Mercado won his 1st IRT title in November 2021, when he won the Arizona Open in Tempe, Arizona. In Tempe, Mercado beat Alejandro Landa in the quarterfinals, 15–5, 15–9, Rocky Carson in the semi-finals, 5–15, 15–13, 11–10, and Daniel de la Rosa in the final, 6–15, 15–12, 11–0. Mercado is the third South American and second Bolivian born player (after Conrrado Moscoso) to win an IRT event.

At the 2022 Pan American Racquetball Championships in Santa Cruz de la Sierra, Bolivia, Mercado played three divisions: Men's Singles and Men's Doubles as well as Mixed Doubles, which was offered for the first time in 2022. However, Mercado didn't reach the podium in Santa Cruz. In Men's Singles, he lost two of his group stage matches – to Argentine Diego Garcia and Mexican Rodrigo Montoya – which meant that he didn't qualify for the medal round, although Mercado did win the consolation playoff. In Men's Doubles, Mercado and Set Cubillos lost in the quarterfinals to American brothers Jake Bredenbeck and Sam Bredenbeck, 15–14, 15–9, 15–8. Finally, in Mixed Doubles with Cristina Amaya, Mercado lost in the Round of 16 to Guatemalans Edwin Galicia and Gabriela Martínez, 15–14, 13–15, 15–12, 15–8.

===Career record===
This table lists Mercado's results across annual events.

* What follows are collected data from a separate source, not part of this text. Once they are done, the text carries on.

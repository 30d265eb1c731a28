/*
 * program.rs
 * Copyright (c) 2025 Posit, PBC
 */

//! Render programs.
//!
//! A [`Program`] is the compiled form of a template: a tree of instructions
//! executed in order against the context stack. Programs are produced by an
//! external [`Compiler`](crate::Compiler); the runtime never reorders what
//! they emit. They serialize with serde so a compiler running elsewhere can
//! ship them as JSON.

use crate::options::Delimiters;
use serde::{Deserialize, Serialize};
use std::ops::Range;

/// A compiled sequence of render instructions.
#[derive(Debug, Clone, Default, PartialEq, Serialize, Deserialize)]
#[serde(transparent)]
pub struct Program {
    nodes: Vec<Node>,
}

impl Program {
    pub fn new(nodes: Vec<Node>) -> Self {
        Self { nodes }
    }

    pub fn nodes(&self) -> &[Node] {
        &self.nodes
    }

    pub fn is_empty(&self) -> bool {
        self.nodes.is_empty()
    }

    pub fn builder() -> ProgramBuilder {
        ProgramBuilder::new()
    }
}

impl From<Vec<Node>> for Program {
    fn from(nodes: Vec<Node>) -> Self {
        Self::new(nodes)
    }
}

/// A single render instruction.
#[derive(Debug, Clone, PartialEq, Serialize, Deserialize)]
#[serde(rename_all = "snake_case")]
pub enum Node {
    /// Literal text, emitted as-is.
    Text(String),

    /// A line break followed by the current indentation.
    Newline,

    /// Interpolation: `{{name}}` or `{{{name}}}`.
    Variable(Variable),

    /// Section: `{{#name}}...{{/name}}`.
    Section(Section),

    /// Inverted section: `{{^name}}...{{/name}}`.
    Inverted(Inverted),

    /// Partial inclusion: `{{>name}}`, or `{{<name}}...{{/name}}` when the
    /// partials table entry carries block overrides.
    Partial(PartialCall),

    /// Block: `{{$name}}...{{/name}}`.
    Block(BlockCall),
}

/// Interpolation of a context value.
#[derive(Debug, Clone, PartialEq, Serialize, Deserialize)]
pub struct Variable {
    /// Possibly dotted key (`person.name`, or `.` for the current element).
    pub key: String,
    /// HTML-escape the output.
    #[serde(default = "escape_by_default")]
    pub escape: bool,
}

fn escape_by_default() -> bool {
    true
}

/// A section rendered zero, one or many times.
#[derive(Debug, Clone, PartialEq, Serialize, Deserialize)]
pub struct Section {
    pub key: String,
    pub body: Program,
    /// Byte range of the body in the template source, handed to section
    /// lambdas.
    #[serde(default)]
    pub span: Range<usize>,
    /// Delimiters active around the section.
    #[serde(default)]
    pub delimiters: Delimiters,
}

/// A section rendered once when its value is falsy or empty.
#[derive(Debug, Clone, PartialEq, Serialize, Deserialize)]
pub struct Inverted {
    pub key: String,
    pub body: Program,
}

/// Reference to an entry in the owning template's partials table.
#[derive(Debug, Clone, PartialEq, Serialize, Deserialize)]
pub struct PartialCall {
    /// Local symbol, a key of the template's partials table.
    pub symbol: String,
    /// Indentation for standalone partials, appended to the current one.
    #[serde(default)]
    pub indent: String,
}

/// A named, overridable block.
#[derive(Debug, Clone, PartialEq, Serialize, Deserialize)]
pub struct BlockCall {
    pub name: String,
}

/// Fluent construction of programs.
///
/// ```ignore
/// let program = Program::builder()
///     .text("Hello ")
///     .section("names", Program::builder().var(".").text(", "))
///     .text("!")
///     .build();
/// ```
#[derive(Debug, Default)]
pub struct ProgramBuilder {
    nodes: Vec<Node>,
}

impl ProgramBuilder {
    pub fn new() -> Self {
        Self::default()
    }

    pub fn node(mut self, node: Node) -> Self {
        self.nodes.push(node);
        self
    }

    pub fn text(self, text: impl Into<String>) -> Self {
        self.node(Node::Text(text.into()))
    }

    pub fn newline(self) -> Self {
        self.node(Node::Newline)
    }

    /// Escaped interpolation.
    pub fn var(self, key: impl Into<String>) -> Self {
        self.node(Node::Variable(Variable {
            key: key.into(),
            escape: true,
        }))
    }

    /// Unescaped interpolation.
    pub fn raw(self, key: impl Into<String>) -> Self {
        self.node(Node::Variable(Variable {
            key: key.into(),
            escape: false,
        }))
    }

    pub fn section(self, key: impl Into<String>, body: ProgramBuilder) -> Self {
        self.section_spanning(key, body, 0..0)
    }

    /// A section whose body occupies `span` in the template source.
    pub fn section_spanning(
        self,
        key: impl Into<String>,
        body: ProgramBuilder,
        span: Range<usize>,
    ) -> Self {
        self.section_with_delimiters(key, body, span, Delimiters::default())
    }

    pub fn section_with_delimiters(
        self,
        key: impl Into<String>,
        body: ProgramBuilder,
        span: Range<usize>,
        delimiters: Delimiters,
    ) -> Self {
        self.node(Node::Section(Section {
            key: key.into(),
            body: body.build(),
            span,
            delimiters,
        }))
    }

    pub fn inverted(self, key: impl Into<String>, body: ProgramBuilder) -> Self {
        self.node(Node::Inverted(Inverted {
            key: key.into(),
            body: body.build(),
        }))
    }

    pub fn partial(self, symbol: impl Into<String>) -> Self {
        self.partial_indented(symbol, "")
    }

    pub fn partial_indented(self, symbol: impl Into<String>, indent: impl Into<String>) -> Self {
        self.node(Node::Partial(PartialCall {
            symbol: symbol.into(),
            indent: indent.into(),
        }))
    }

    pub fn block(self, name: impl Into<String>) -> Self {
        self.node(Node::Block(BlockCall { name: name.into() }))
    }

    pub fn build(self) -> Program {
        Program::new(self.nodes)
    }
}

impl From<ProgramBuilder> for Program {
    fn from(builder: ProgramBuilder) -> Self {
        builder.build()
    }
}
/*
 * value.rs
 * Copyright (c) 2025 Posit, PBC
 */

//! Context values.
//!
//! Anything a template can look up lives in a [`Value`]: maps, arrays,
//! scalars, callables ([`Lambda`]) and host objects that answer keyed
//! lookups ([`Model`]). Truthiness and textual conversion follow the
//! JavaScript conventions Mustache templates are written against, so that
//! `0`, `""` and `null` are falsy while empty maps and arrays are not.

use indexmap::IndexMap;
use std::borrow::Cow;
use std::fmt;
use std::sync::Arc;

/// A value that can appear on the context stack.
#[derive(Debug, Clone, Default)]
pub enum Value {
    /// A null/missing value.
    #[default]
    Null,

    /// A boolean value.
    Bool(bool),

    /// A number. All numbers are doubles, as in JSON.
    Number(f64),

    /// A string value.
    String(String),

    /// A list of values.
    Array(Vec<Value>),

    /// An ordered map of string keys to values.
    Map(IndexMap<String, Value>),

    /// A callable value.
    Lambda(Lambda),

    /// A host object resolved through [`Model::get`].
    Model(Arc<dyn Model>),
}

/// Host objects that expose fields through a `get(key)` method.
///
/// Models are only consulted when the template was compiled with
/// `model_get` enabled; otherwise they behave like an object with no fields.
pub trait Model: fmt::Debug + Send + Sync {
    /// Look up a field by name.
    fn get(&self, key: &str) -> Option<Value>;

    /// Textual form used when the model itself is interpolated.
    fn to_text(&self) -> String {
        OBJECT_TEXT.to_string()
    }
}

const OBJECT_TEXT: &str = "[object Object]";

/// Arguments passed to a [`Lambda`] when it is invoked.
#[derive(Debug, Clone, Copy)]
pub struct LambdaCall<'a> {
    /// The scope the lambda is bound to (top of the context stack, or the
    /// owning object for dotted lookups).
    pub this: &'a Value,

    /// Raw template text of the section body, when the lambda is the
    /// second stage of a section lambda.
    pub text: Option<&'a str>,
}

type LambdaFn = dyn Fn(LambdaCall<'_>) -> Value + Send + Sync;

/// A callable context value.
///
/// A lambda returning a plain value acts as a computed property. A lambda
/// returning another `Lambda` is higher-order: the inner lambda receives the
/// section text and its output is compiled and rendered as a template.
#[derive(Clone)]
pub struct Lambda(Arc<LambdaFn>);

impl Lambda {
    /// Wrap a closure as a lambda value.
    pub fn new<F>(f: F) -> Self
    where
        F: Fn(LambdaCall<'_>) -> Value + Send + Sync + 'static,
    {
        Lambda(Arc::new(f))
    }

    /// Build a higher-order lambda from a text transformation.
    ///
    /// The closure receives the raw section text (empty in interpolation
    /// position) and returns template source, which is compiled and rendered
    /// against the current context.
    pub fn template<F>(f: F) -> Self
    where
        F: Fn(&str) -> String + Send + Sync + 'static,
    {
        let f = Arc::new(f);
        Lambda::new(move |_| {
            let f = Arc::clone(&f);
            Value::Lambda(Lambda::new(move |call| {
                Value::String(f(call.text.unwrap_or("")))
            }))
        })
    }

    /// Invoke the lambda.
    pub fn call(&self, this: &Value, text: Option<&str>) -> Value {
        (self.0)(LambdaCall { this, text })
    }

    /// Whether two handles refer to the same closure.
    pub fn ptr_eq(&self, other: &Lambda) -> bool {
        Arc::ptr_eq(&self.0, &other.0)
    }
}

impl fmt::Debug for Lambda {
    fn fmt(&self, f: &mut fmt::Formatter<'_>) -> fmt::Result {
        f.write_str("Lambda(..)")
    }
}

impl Value {
    /// Check if this value is "truthy" for section evaluation.
    ///
    /// - `Null`, `false`, `0`, `NaN` and the empty string are falsy
    /// - Everything else is truthy, including empty maps and arrays
    pub fn is_truthy(&self) -> bool {
        match self {
            Value::Null => false,
            Value::Bool(b) => *b,
            Value::Number(n) => *n != 0.0 && !n.is_nan(),
            Value::String(s) => !s.is_empty(),
            Value::Array(_) | Value::Map(_) | Value::Lambda(_) | Value::Model(_) => true,
        }
    }

    /// Whether a section over this value introduces a new lookup scope.
    pub fn is_object(&self) -> bool {
        matches!(self, Value::Array(_) | Value::Map(_) | Value::Model(_))
    }

    /// Look up an own field of this value.
    ///
    /// Maps answer with their entries, arrays with `length` and numeric
    /// indices, and models with [`Model::get`] when `model_get` is set.
    /// Scalars have no fields.
    pub fn field(&self, key: &str, model_get: bool) -> Option<Value> {
        match self {
            Value::Map(map) => map.get(key).cloned(),
            Value::Array(items) => {
                if key == "length" {
                    Some(Value::Number(items.len() as f64))
                } else {
                    key.parse::<usize>()
                        .ok()
                        .and_then(|index| items.get(index).cloned())
                }
            }
            Value::Model(model) if model_get => model.get(key),
            _ => None,
        }
    }

    /// Render this value as text.
    ///
    /// - Null and lambdas: ""
    /// - Bool: "true" / "false"
    /// - Number: shortest decimal form (`3`, `1.5`, `NaN`, `Infinity`)
    /// - Array: elements joined with ","
    /// - Map and models: "[object Object]"
    pub fn to_text(&self) -> Cow<'_, str> {
        match self {
            Value::Null | Value::Lambda(_) => Cow::Borrowed(""),
            Value::Bool(true) => Cow::Borrowed("true"),
            Value::Bool(false) => Cow::Borrowed("false"),
            Value::Number(n) => Cow::Owned(format_number(*n)),
            Value::String(s) => Cow::Borrowed(s),
            Value::Array(items) => Cow::Owned(
                items
                    .iter()
                    .map(|item| item.to_text())
                    .collect::<Vec<_>>()
                    .join(","),
            ),
            Value::Map(_) => Cow::Borrowed(OBJECT_TEXT),
            Value::Model(model) => Cow::Owned(model.to_text()),
        }
    }
}

fn format_number(n: f64) -> String {
    if n.is_nan() {
        "NaN".to_string()
    } else if n.is_infinite() {
        let text = if n > 0.0 { "Infinity" } else { "-Infinity" };
        text.to_string()
    } else if n == 0.0 {
        // Covers negative zero.
        "0".to_string()
    } else if n.abs() >= 1e21 || n.abs() < 1e-6 {
        exponent_form(n)
    } else {
        n.to_string()
    }
}

/// `1e+21`, `1.5e-7`: shortest digits with an explicitly signed exponent.
fn exponent_form(n: f64) -> String {
    let text = format!("{n:e}");
    match text.split_once('e') {
        Some((mantissa, exponent)) if !exponent.starts_with('-') => {
            format!("{mantissa}e+{exponent}")
        }
        _ => text,
    }
}

impl PartialEq for Value {
    fn eq(&self, other: &Self) -> bool {
        match (self, other) {
            (Value::Null, Value::Null) => true,
            (Value::Bool(a), Value::Bool(b)) => a == b,
            (Value::Number(a), Value::Number(b)) => a == b,
            (Value::String(a), Value::String(b)) => a == b,
            (Value::Array(a), Value::Array(b)) => a == b,
            (Value::Map(a), Value::Map(b)) => a == b,
            (Value::Lambda(a), Value::Lambda(b)) => a.ptr_eq(b),
            (Value::Model(a), Value::Model(b)) => Arc::ptr_eq(a, b),
            _ => false,
        }
    }
}

impl From<&str> for Value {
    fn from(s: &str) -> Self {
        Value::String(s.to_string())
    }
}

impl From<String> for Value {
    fn from(s: String) -> Self {
        Value::String(s)
    }
}

impl From<bool> for Value {
    fn from(b: bool) -> Self {
        Value::Bool(b)
    }
}

impl From<f64> for Value {
    fn from(n: f64) -> Self {
        Value::Number(n)
    }
}

impl From<i64> for Value {
    fn from(n: i64) -> Self {
        Value::Number(n as f64)
    }
}

impl From<i32> for Value {
    fn from(n: i32) -> Self {
        Value::Number(f64::from(n))
    }
}

impl From<Lambda> for Value {
    fn from(lambda: Lambda) -> Self {
        Value::Lambda(lambda)
    }
}

impl<T: Into<Value>> From<Vec<T>> for Value {
    fn from(items: Vec<T>) -> Self {
        Value::Array(items.into_iter().map(Into::into).collect())
    }
}

impl<T: Into<Value>> From<Option<T>> for Value {
    fn from(value: Option<T>) -> Self {
        value.map_or(Value::Null, Into::into)
    }
}

impl From<IndexMap<String, Value>> for Value {
    fn from(map: IndexMap<String, Value>) -> Self {
        Value::Map(map)
    }
}

impl<K: Into<String>, V: Into<Value>> FromIterator<(K, V)> for Value {
    fn from_iter<I: IntoIterator<Item = (K, V)>>(iter: I) -> Self {
        Value::Map(
            iter.into_iter()
                .map(|(k, v)| (k.into(), v.into()))
                .collect(),
        )
    }
}

impl From<serde_json::Value> for Value {
    fn from(json: serde_json::Value) -> Self {
        match json {
            serde_json::Value::Null => Value::Null,
            serde_json::Value::Bool(b) => Value::Bool(b),
            serde_json::Value::Number(n) => n.as_f64().map_or(Value::Null, Value::Number),
            serde_json::Value::String(s) => Value::String(s),
            serde_json::Value::Array(items) => {
                Value::Array(items.into_iter().map(Value::from).collect())
            }
            serde_json::Value::Object(map) => Value::Map(
                map.into_iter()
                    .map(|(k, v)| (k, Value::from(v)))
                    .collect(),
            ),
        }
    }
}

| Event | 2015 | 2016 | 2017 | 2018 | 2019 | 2020 | 2021 |
| US Open | 64 | 32 | 16 | QF | 32 | P | 16 |
| IRT Ranking | 10 | 9 | 7 | 10 | 13 |  |

Note: W = winner, F = finalist, SF = semi-finalist, QF = quarterfinalist, 16 = Round of 16. P = pandemic cancelled event.

==Personal life==

Mercado moved to Colombia in 2015, and now plays for his adopted country. He has been living in Orlando, Florida to train and serve as his base to play the IRT.